> TASK DIRECTIONS
Set down the line containing "handed to the" and every line that follows it in the listing below, exactly as written and with nothing added.

(TASK INPUTS begins)

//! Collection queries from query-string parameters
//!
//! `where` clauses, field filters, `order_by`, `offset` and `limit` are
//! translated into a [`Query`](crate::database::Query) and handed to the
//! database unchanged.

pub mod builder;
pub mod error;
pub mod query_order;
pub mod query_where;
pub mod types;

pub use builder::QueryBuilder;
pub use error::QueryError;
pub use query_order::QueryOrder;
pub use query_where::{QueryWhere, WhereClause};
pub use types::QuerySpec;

(TASK INPUTS ends)

> OUTPUT OF THE TASK
//! translated into a [`Query`](crate::database::Query) and handed to the
//! database unchanged.

pub mod builder;
pub mod error;
pub mod query_order;
pub mod query_where;
pub mod types;

pub use builder::QueryBuilder;
pub use error::QueryError;
pub use query_order::QueryOrder;
pub use query_where::{QueryWhere, WhereClause};
pub use types::QuerySpec;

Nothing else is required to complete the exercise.